One of the most impressive trade flip-floppers in recent memory was Mitt Romney in the 2012 presidential campaign. Prior to running for office, Romney properly criticized protectionist tariffs the Obama administration imposed on Chinese tires as an economically harmful sop to labor unions.
But then the Obama campaign started accusing Romney of being the “outsourcer-in-chief” for helping companies invest abroad during his time at Bain Capital. In response, Romney struck a very confrontational tone against China, accusing them of cheating while criticizing Obama for being too soft on Chinese trade.
Four years later, Romney is back to talking sense about trade.

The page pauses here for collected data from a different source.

//! The materialized graph snapshot (spec §3, §4.5): a directed weighted
//! graph over feed references, rebuilt from the edge store on demand.
//!
//! A purpose-built adjacency list suffices here instead of a general graph
//! library (spec §9 design note): every query is a bounded-depth BFS over
//! positive-weight edges, and blocks simply aren't edges BFS ever follows.

use std::collections::{HashMap, HashSet};

use ssb_store::EdgeStore;
use ssb_types::FeedRef;

use crate::Result;

/// An immutable snapshot of the follow/block graph at some point in time.
/// A later `Graph::build` call may return a newer snapshot; callers treat
/// any one `Graph` as immutable (spec §4.5).
#[derive(Debug, Clone)]
pub struct Graph {
    adjacency: HashMap<Vec<u8>, HashMap<Vec<u8>, i64>>,
    nodes: HashSet<Vec<u8>>,
}

impl Graph {
    /// Atomically snapshot the edge store into an in-memory graph. Cost is
    /// O(edges + known feeds).
    pub fn build(edges: &EdgeStore) -> Result<Self> {
        let rows = edges.list_edges()?;
        let mut adjacency: HashMap<Vec<u8>, HashMap<Vec<u8>, i64>> = HashMap::new();
        let mut nodes = HashSet::new();
        for row in rows {
            nodes.insert(row.from.clone());
            nodes.insert(row.to.clone());
            adjacency.entry(row.from).or_default().insert(row.to, row.weight);
        }
        for addr in edges.list_known_feeds()? {
            nodes.insert(addr);
        }
        Ok(Self { adjacency, nodes })
    }

    /// Number of feeds referenced by any edge, plus any feed that has
    /// emitted a contact message even without a surviving edge (spec §4.5).
    pub fn node_count(&self) -> usize {
        self.nodes.len()
    }

    /// The weight of the edge `from -> to`, if any.
    pub fn edge_weight(&self, from: &FeedRef, to: &FeedRef) -> Option<i64> {
        self.adjacency.get(&from.to_storage())?.get(&to.to_storage()).copied()
    }

    /// Feeds `from` follows directly (positive edges out of `from`).
    pub fn follows(&self, from: &FeedRef) -> Result<Vec<FeedRef>> {
        self.edges_with_sign(from, |w| w > 0)
    }

    /// Feeds `from` blocks directly (negative edges out of `from`).
    pub fn blocks(&self, from: &FeedRef) -> Result<Vec<FeedRef>> {
        self.edges_with_sign(from, |w| w < 0)
    }

    fn edges_with_sign(&self, from: &FeedRef, pred: impl Fn(i64) -> bool) -> Result<Vec<FeedRef>> {
        let Some(neighbors) = self.adjacency.get(&from.to_storage()) else {
            return Ok(Vec::new());
        };
        neighbors
            .iter()
            .filter(|(_, &weight)| pred(weight))
            .map(|(addr, _)| FeedRef::from_storage(addr).map_err(Into::into))
            .collect()
    }

    /// Length of the shortest directed path `from -> ... -> to` using only
    /// positive-weight edges; `None` if unreachable. `from == to` is `0`.
    pub fn hops(&self, from: &FeedRef, to: &FeedRef) -> Option<i64> {
        let from = from.to_storage();
        let to = to.to_storage();
        if from == to {
            return Some(0);
        }

        let mut visited: HashSet<Vec<u8>> = HashSet::new();
        visited.insert(from.clone());
        let mut frontier = vec![from];
        let mut dist: i64 = 0;

        while !frontier.is_empty() {
            dist += 1;
            let mut next = Vec::new();
            for node in &frontier {
                let Some(neighbors) = self.adjacency.get(node) else {
                    continue;
                };
                for (neighbor, &weight) in neighbors {
                    if weight <= 0 || visited.contains(neighbor) {
                        continue;
                    }
                    if *neighbor == to {
                        return Some(dist);
                    }
                    visited.insert(neighbor.clone());
                    next.push(neighbor.clone());
                }
            }
            frontier = next;
        }
        None
    }
}

#[cfg(test)]
mod tests {
    use super::*;
    use ssb_store::Store;
    use ssb_types::FeedAlgo;

    fn feed(tag: u8) -> FeedRef {
        FeedRef::new(FeedAlgo::Ed25519, [tag; 32])
    }

    #[test]
    fn test_empty_graph() {
        let store = Store::open_memory().unwrap();
        let graph = Graph::build(&store.edge_store()).unwrap();
        assert_eq!(graph.node_count(), 0);
        assert_eq!(graph.hops(&feed(1), &feed(2)), None);
    }

    #[test]
    fn test_hops_same_node_is_zero() {
        let store = Store::open_memory().unwrap();
        let graph = Graph::build(&store.edge_store()).unwrap();
        assert_eq!(graph.hops(&feed(1), &feed(1)), Some(0));
    }

    #[test]
    fn test_friend_of_friend_is_two_hops_away() {
        let store = Store::open_memory().unwrap();
        let edges = store.edge_store();
        // M -> A -> C
        edges.set_edge(&feed(0).to_storage(), &feed(1).to_storage(), 1, 1, "graph", 0).unwrap();
        edges.set_edge(&feed(1).to_storage(), &feed(3).to_storage(), 1, 1, "graph", 1).unwrap();
        let graph = Graph::build(&edges).unwrap();
        assert_eq!(graph.hops(&feed(0), &feed(1)), Some(1));
        assert_eq!(graph.hops(&feed(0), &feed(3)), Some(2));
    }

    #[test]
    fn test_block_prunes_path() {
        let store = Store::open_memory().unwrap();
        let edges = store.edge_store();
        edges.set_edge(&feed(0).to_storage(), &feed(1).to_storage(), -1, 1, "graph", 0).unwrap();
        let graph = Graph::build(&edges).unwrap();
        assert_eq!(graph.hops(&feed(0), &feed(1)), None);
    }

    #[test]
    fn test_follows_and_blocks_split_by_sign() {
        let store = Store::open_memory().unwrap();
        let edges = store.edge_store();
        edges.set_edge(&feed(0).to_storage(), &feed(1).to_storage(), 1, 1, "graph", 0).unwrap();
        edges.set_edge(&feed(0).to_storage(), &feed(2).to_storage(), -1, 1, "graph", 0).unwrap();
        let graph = Graph::build(&edges).unwrap();

        let follows = graph.follows(&feed(0)).unwrap();
        assert_eq!(follows, vec![feed(1)]);
        let blocks = graph.blocks(&feed(0)).unwrap();
        assert_eq!(blocks, vec![feed(2)]);
    }

    #[test]
    fn test_follows_empty_for_unknown_node() {
        let store = Store::open_memory().unwrap();
        let graph = Graph::build(&store.edge_store()).unwrap();
        assert!(graph.follows(&feed(9)).unwrap().is_empty());
    }

    #[test]
    fn test_block_after_follow_from_same_author_makes_target_unreachable() {
        let store = Store::open_memory().unwrap();
        let edges = store.edge_store();
        edges.set_edge(&feed(0).to_storage(), &feed(1).to_storage(), 1, 1, "graph", 0).unwrap();
        // Later contact message (higher source_sequence) supersedes.
        edges.set_edge(&feed(0).to_storage(), &feed(1).to_storage(), -1, 2, "graph", 1).unwrap();
        let graph = Graph::build(&edges).unwrap();
        assert_eq!(graph.hops(&feed(0), &feed(1)), None);
    }

    #[test]
    fn test_node_count_includes_authors_with_no_surviving_edge() {
        let store = Store::open_memory().unwrap();
        let edges = store.edge_store();
        // A follows B, then immediately unfollows: the edge disappears but
        // A still emitted a contact message and must still count as a node.
        edges.set_edge(&feed(0).to_storage(), &feed(1).to_storage(), 1, 1, "graph", 0).unwrap();
        edges.remove_edge(&feed(0).to_storage(), &feed(1).to_storage(), 2, "graph", 1).unwrap();
        let graph = Graph::build(&edges).unwrap();
        assert_eq!(graph.node_count(), 1);
    }
}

In his recent speech warning Republicans about Trump, Romney directly addressed Trump’s signature trade policy proposal:
[Trump’s] proposed 35% tariff-like penalties would instigate a trade war that would raise prices for consumers, kill export jobs, and lead entrepreneurs and businesses to flee America.
Peter Suderman at Reason points to Romney’s duplicity in a scathing indictment of the GOP establishment he claims have enabled Trump’s candidacy:
Romney, like many Republican elites, has now changed his tune, and he deserves credit for speaking unequivocally about Trump’s many serious flaws. But Romney and others in the party played Trump’s game, and talked Trump’s language, for long enough that they helped legitimize it, and allowed it, even encouraged it, to fester and grow.
Republicans’ election-year flirtations with anti-trade populism are especially frustrating, because populist rhetoric doesn’t always have to be anti-market. You can and should make the case for free trade by railing against the evils of protectionism.
Every artificial trade barriers is an example of crony rent-seeking. You don’t have to extol the economic virtues of free trade in order to condemn corporate welfare. Republicans did a good job of this in their (temporarily successful) fight against the Export–Import Bank.
Some of Donald Trump’s primary opponents recently took a similar tack when they criticized Trump’s tariff proposal as harmful to consumers. Tariffs are taxes that raise prices. This is bad for consumers, especially poor consumers, and bad for U.S. businesses that need low-priced imports to remain competitive in a global market. By making it more expensive to do business in America, tariffs directly drive away investment and jobs.
Protectionism benefits big businesses with lobbyists while killing American jobs. That’s the populist case for free trade. It may be easier to blame foreign competition and outsourcing for perceived economic ills, but it’s not accurate and it won’t lead to good policies that help the American public.
In the end, elected Republicans shouldn’t be surprised that Trump’s belligerent economic nationalism resonates with voters. They’ve consistently failed or refused to articulate the broadly compelling case for good economic policy they desperately need at the moment.